Et il en fut ainsi pendant bien des paires de saisons.

Mais Dame Nature n'aimant pas laisser les choses telles qu'elles sont, il vint un moment où le rayonnement de Coatgoz le Vénérable déclina. Pas brusquement, non, mais à la vitesse d'une vie d'arbre : lentement et inexorablement.

De moins en moins de sujets peuplèrent son royaume qui s'appauvrit. Ces fidèles disparaissaient les uns après les autres, victimes de ce que l'on appelait la « modernité ». Les animaux migrèrent progressivement et son jugement ne fut plus écouté par les jeunes habitants de la forêt qui n'avaient plus peur des colères du Vieux Chêne. Les visites des Hommes s'étiolèrent pour ne plus être que de rares et furtifs passages.

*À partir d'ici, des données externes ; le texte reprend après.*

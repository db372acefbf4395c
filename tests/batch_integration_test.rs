//! Batch generation across templates, tables and workers.

use rand::SeedableRng;
use rand_chacha::ChaCha8Rng;
use sql_datagen::{DataType, Table};
use sql_template_gen::statement::{builtin_templates, enabled_templates};
use sql_template_gen::token::ConstructRegistry;
use sql_template_gen::{
    BatchGenerator, BatchOptions, Dialect, DirectorySink, ErrorPolicy, GenError, KeywordMap,
    OutputSink, Template, TokenGenerator,
};
use std::fs;
use tempfile::TempDir;

fn random_tables(seed: u64) -> Vec<Table> {
    let mut rng = ChaCha8Rng::seed_from_u64(seed);
    (0..3)
        .map(|i| Table::random(format!("table_{i}"), 6, 10, &mut rng).unwrap())
        .collect()
}

fn options(seed: u64, workers: usize, on_error: ErrorPolicy) -> BatchOptions {
    BatchOptions {
        seed,
        workers,
        on_error,
    }
}

#[test]
fn test_output_independent_of_worker_count() {
    let catalog = KeywordMap::builtin().unwrap();
    let generator = TokenGenerator::new();
    let tables = random_tables(1);

    let single = BatchGenerator::new(
        &generator,
        &catalog,
        builtin_templates().unwrap(),
        &tables,
        options(7, 1, ErrorPolicy::Skip),
    )
    .unwrap()
    .generate(150)
    .unwrap();
    let parallel = BatchGenerator::new(
        &generator,
        &catalog,
        builtin_templates().unwrap(),
        &tables,
        options(7, 4, ErrorPolicy::Skip),
    )
    .unwrap()
    .generate(150)
    .unwrap();

    assert_eq!(single.0, parallel.0);
    assert_eq!(single.1.generated, parallel.1.generated);
    assert_eq!(parallel.1.workers, 4);
}

#[test]
fn test_four_lists_stay_aligned() {
    let catalog = KeywordMap::builtin().unwrap();
    let generator = TokenGenerator::new();
    let tables = random_tables(2);
    let (batch, stats) = BatchGenerator::new(
        &generator,
        &catalog,
        builtin_templates().unwrap(),
        &tables,
        options(99, 3, ErrorPolicy::Skip),
    )
    .unwrap()
    .generate(200)
    .unwrap();

    assert_eq!(stats.generated + stats.skipped, 200);
    assert_eq!(batch.len(), stats.generated);
    for list in [
        &batch.bq_skeleton,
        &batch.bq_tokenized,
        &batch.postgre_skeleton,
        &batch.postgre_tokenized,
    ] {
        assert_eq!(list.len(), stats.generated);
    }
    assert_eq!(
        stats.per_template.values().sum::<usize>(),
        stats.generated
    );

    for i in 0..batch.len() {
        // statement kinds line up across dialects
        let pg_first = batch.postgre_skeleton[i].split(' ').next();
        let bq_first = batch.bq_skeleton[i].split(' ').next();
        assert_eq!(pg_first, bq_first);
        assert!(!batch.tokenized(Dialect::Postgres)[i].contains("CLUSTER BY"));
        assert!(!batch.tokenized(Dialect::BigQuery)[i].contains("CLUSTER BY"));
    }
}

#[test]
fn test_skip_policy_drops_failed_statements() {
    let catalog = KeywordMap::builtin().unwrap();
    let generator = TokenGenerator::new();
    // no column can be partitioned in both dialects
    let tables = vec![Table::new("notes").column("body", DataType::Str).unwrap()];

    let (batch, stats) = BatchGenerator::new(
        &generator,
        &catalog,
        builtin_templates().unwrap(),
        &tables,
        options(3, 2, ErrorPolicy::Skip),
    )
    .unwrap()
    .generate(200)
    .unwrap();

    assert!(stats.skipped > 0);
    assert_eq!(batch.len(), 200 - stats.skipped);
    assert!(!stats.per_template.contains_key("create_partitioned"));
    assert!(batch
        .postgre_tokenized
        .iter()
        .all(|s| !s.contains("PARTITION BY RANGE")));
}

#[test]
fn test_abort_policy_returns_first_error() {
    let catalog = KeywordMap::builtin().unwrap();
    let generator = TokenGenerator::new();
    let tables = vec![Table::new("notes").column("body", DataType::Str).unwrap()];

    let result = BatchGenerator::new(
        &generator,
        &catalog,
        builtin_templates().unwrap(),
        &tables,
        options(3, 2, ErrorPolicy::Abort),
    )
    .unwrap()
    .generate(200);

    assert!(matches!(result, Err(GenError::NoEligibleColumn { .. })));
}

#[test]
fn test_zero_weight_template_never_picked() {
    let catalog = KeywordMap::builtin().unwrap();
    let generator = TokenGenerator::new();
    let tables = random_tables(4);
    let templates = vec![
        Template::parse("insert", "{DML_INSERT_INTO} <table_name> {DML_VALUES} (<insert_exp>)")
            .unwrap()
            .with_weight(3),
        Template::parse("delete", "{DML_DELETE_FROM} <table_name> {DQL_WHERE} <condition>")
            .unwrap()
            .with_weight(0),
    ];

    let (_, stats) = BatchGenerator::new(
        &generator,
        &catalog,
        templates,
        &tables,
        options(5, 1, ErrorPolicy::Abort),
    )
    .unwrap()
    .generate(50)
    .unwrap();

    assert_eq!(stats.per_template.get("insert"), Some(&50));
    assert!(!stats.per_template.contains_key("delete"));
}

#[test]
fn test_statement_is_reproducible_by_index() {
    let catalog = KeywordMap::builtin().unwrap();
    let generator = TokenGenerator::new();
    let tables = random_tables(6);
    let batch_gen = BatchGenerator::new(
        &generator,
        &catalog,
        builtin_templates().unwrap(),
        &tables,
        options(11, 1, ErrorPolicy::Skip),
    )
    .unwrap();

    for index in [0, 17, 42] {
        let a = batch_gen.statement(index);
        let b = batch_gen.statement(index);
        assert_eq!(a, b);
    }
}

#[test]
fn test_constructor_rejects_unusable_inputs() {
    let catalog = KeywordMap::builtin().unwrap();
    let generator = TokenGenerator::new();
    let tables = random_tables(8);

    let no_tables = BatchGenerator::new(
        &generator,
        &catalog,
        builtin_templates().unwrap(),
        &[],
        BatchOptions::default(),
    );
    assert!(matches!(no_tables, Err(GenError::InvalidArgument(_))));

    let only_disabled = vec![Template::parse(
        "clustered",
        "{DDL_CREATE_TABLE} <table_name> (<table_schema>) {DDL_CLUSTER_BY} <cluster_exp>",
    )
    .unwrap()];
    let none_enabled = BatchGenerator::new(
        &generator,
        &catalog,
        only_disabled,
        &tables,
        BatchOptions::default(),
    );
    assert!(matches!(none_enabled, Err(GenError::InvalidArgument(_))));

    let all_zero = vec![Template::parse("t", "{DQL_SELECT} <select_exp> {DQL_FROM} <from_item>")
        .unwrap()
        .with_weight(0)];
    assert!(BatchGenerator::new(
        &generator,
        &catalog,
        all_zero,
        &tables,
        BatchOptions::default()
    )
    .is_err());
}

#[test]
fn test_empty_request() {
    let catalog = KeywordMap::builtin().unwrap();
    let generator = TokenGenerator::new();
    let tables = random_tables(9);
    let (batch, stats) = BatchGenerator::new(
        &generator,
        &catalog,
        builtin_templates().unwrap(),
        &tables,
        options(1, 8, ErrorPolicy::Abort),
    )
    .unwrap()
    .generate(0)
    .unwrap();
    assert!(batch.is_empty());
    assert_eq!(stats.generated, 0);
}

#[test]
fn test_window_template_dropped_when_window_keyword_disabled() {
    // the template text names no disabled keyword; the window construct does
    let catalog = KeywordMap::builder()
        .keyword("DQL_SELECT", "SELECT", "SELECT")
        .keyword("DQL_FROM", "FROM", "FROM")
        .keyword("DQL_ROW_NUMBER", "ROW_NUMBER()", "ROW_NUMBER()")
        .keyword("DQL_OVER", "OVER", "OVER")
        .keyword("DQL_ORDER_BY", "ORDER BY", "ORDER BY")
        .disabled_keyword("DQL_PARTITION_BY", "PARTITION BY", "PARTITION BY")
        .build()
        .unwrap();
    let generator = TokenGenerator::new();
    let tables = random_tables(12);
    let window = Template::parse(
        "window",
        "{DQL_SELECT} <select_exp>, {DQL_ROW_NUMBER} {DQL_OVER} (<window_exp>) {DQL_FROM} <from_item>",
    )
    .unwrap();
    let select = Template::parse("select", "{DQL_SELECT} <select_exp> {DQL_FROM} <from_item>").unwrap();
    assert!(window.is_enabled(&catalog));
    assert!(!window.is_available(&catalog, generator.registry()));

    let kept = enabled_templates(
        vec![window.clone(), select.clone()],
        &catalog,
        generator.registry(),
    );
    assert_eq!(kept, vec![select.clone()]);

    let only_window = BatchGenerator::new(
        &generator,
        &catalog,
        vec![window.clone()],
        &tables,
        BatchOptions::default(),
    );
    assert!(matches!(only_window, Err(GenError::InvalidArgument(_))));

    let (batch, stats) = BatchGenerator::new(
        &generator,
        &catalog,
        vec![window, select],
        &tables,
        options(2, 2, ErrorPolicy::Abort),
    )
    .unwrap()
    .generate(40)
    .unwrap();
    assert_eq!(batch.len(), 40);
    assert_eq!(stats.per_template.get("select"), Some(&40));
}

#[test]
fn test_template_without_renderer_is_dropped() {
    let catalog = KeywordMap::builtin().unwrap();
    let generator = TokenGenerator::new().with_registry(ConstructRegistry::empty());
    let tables = random_tables(13);
    let template = Template::parse("select", "{DQL_SELECT} <select_exp> {DQL_FROM} <from_item>").unwrap();

    let result = BatchGenerator::new(
        &generator,
        &catalog,
        vec![template],
        &tables,
        BatchOptions::default(),
    );
    assert!(matches!(result, Err(GenError::InvalidArgument(_))));
}

#[test]
fn test_multiline_template_keeps_files_aligned() {
    let catalog = KeywordMap::builtin().unwrap();
    let generator = TokenGenerator::new();
    let tables = random_tables(14);
    let template = Template::parse(
        "select_multiline",
        "{DQL_SELECT} <select_exp>\n  {DQL_FROM} <from_item>\r\n",
    )
    .unwrap();

    let (batch, _) = BatchGenerator::new(
        &generator,
        &catalog,
        vec![template],
        &tables,
        options(4, 1, ErrorPolicy::Abort),
    )
    .unwrap()
    .generate(3)
    .unwrap();

    let temp_dir = TempDir::new().unwrap();
    let mut sink = DirectorySink::new(temp_dir.path());
    sink.write_batch(&batch).unwrap();

    for path in sink.file_paths() {
        let content = fs::read_to_string(&path).unwrap();
        let lines: Vec<&str> = content.lines().collect();
        assert_eq!(lines.len(), 3, "{}", path.display());
        assert!(lines.iter().all(|l| l.starts_with("SELECT ") && l.contains(" FROM ")));
    }
    assert!(batch.postgre_skeleton[0].starts_with("SELECT <select_exp> FROM <from_item>"));
}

Coatgoz, si sage pourtant, n'accepta pas cet état de fait et se laissa ronger par la solitude, la nostalgie et l'orgueil. De temps à autres, de jeunes pousses d'Homme accompagnés de leur père, venaient enterrés un animal de compagnie dans la clairière, tout proche du vieil arbre. Coatgoz leur prêtait alors l'ombre bienveillante de sa ramure pour ne pas qu'ils prennent chaud et promettaient de veiller sur la dépouille de leur compagnon. Mais il ne lui restait guère plus que ça, être le gardien d'un cimetière pour chats.

Une nuit, le ciel se chargea de sombres et lourds nuages, et un ouragan jamais vue de mémoire de feuillus ou de conifères balaya une grande partie de la forêt. Coatgoz, la sève rongée d'amertume et d'aigreur, ne put résister aux attaques du vent et finit par s'abattre, résigné, sur le sol de la Clairière aux Nuages, déraciné.

Des Hommes vinrent quelques jours plus tard, armés de haches et de machines au bruit infernal, et ils débitèrent le Vieux Chêne en morceaux, sans plus de cérémonie. Réduit en bûches pour le feu, Coatgoz le Vénérable, dans un ultime sursaut, offrit aux familles et aux pauvres gens au coin de leur cheminée, les plus belles flambées qu'ils n'eurent jamais vues, de celles que seul un bois comme le sien pouvait leur offrir.

Finalement, ses cendres furent éparpillées aux quatre coins du Pays de Ceux qui habitent le Bout du Monde.

Triste fin me direz-vous ? Pas tout à fait…

Approchez… Plus près… Penchez-vous. Regardez bien ce tas de cendres et vous pourrez voir ce que Dame Nature fait peut-être de plus beau.

Nourrit par les poussières grises du vieux chêne, une jeune pousse commence à poindre le bout d'un bourgeon et porte à la vie des centaines d'années de sagesse et d'expérience acquises, tout comme Coatgoz le Vénérable avant elle.

La nature ne prend rien. Elle donne, elle transforme et elle transmet pour assurer la continuité d'un grand tout. Comme une conscience élargie, riche et unique. Et c'est ce qui lui donne tout son sens et sa fluidité.

En tout cas, c'est ce que répétait souvent un vieil ami à moi, un vieux chêne, qui n'aimait rien de plus, que de temps en temps, on prête l'oreille à ses bruissements.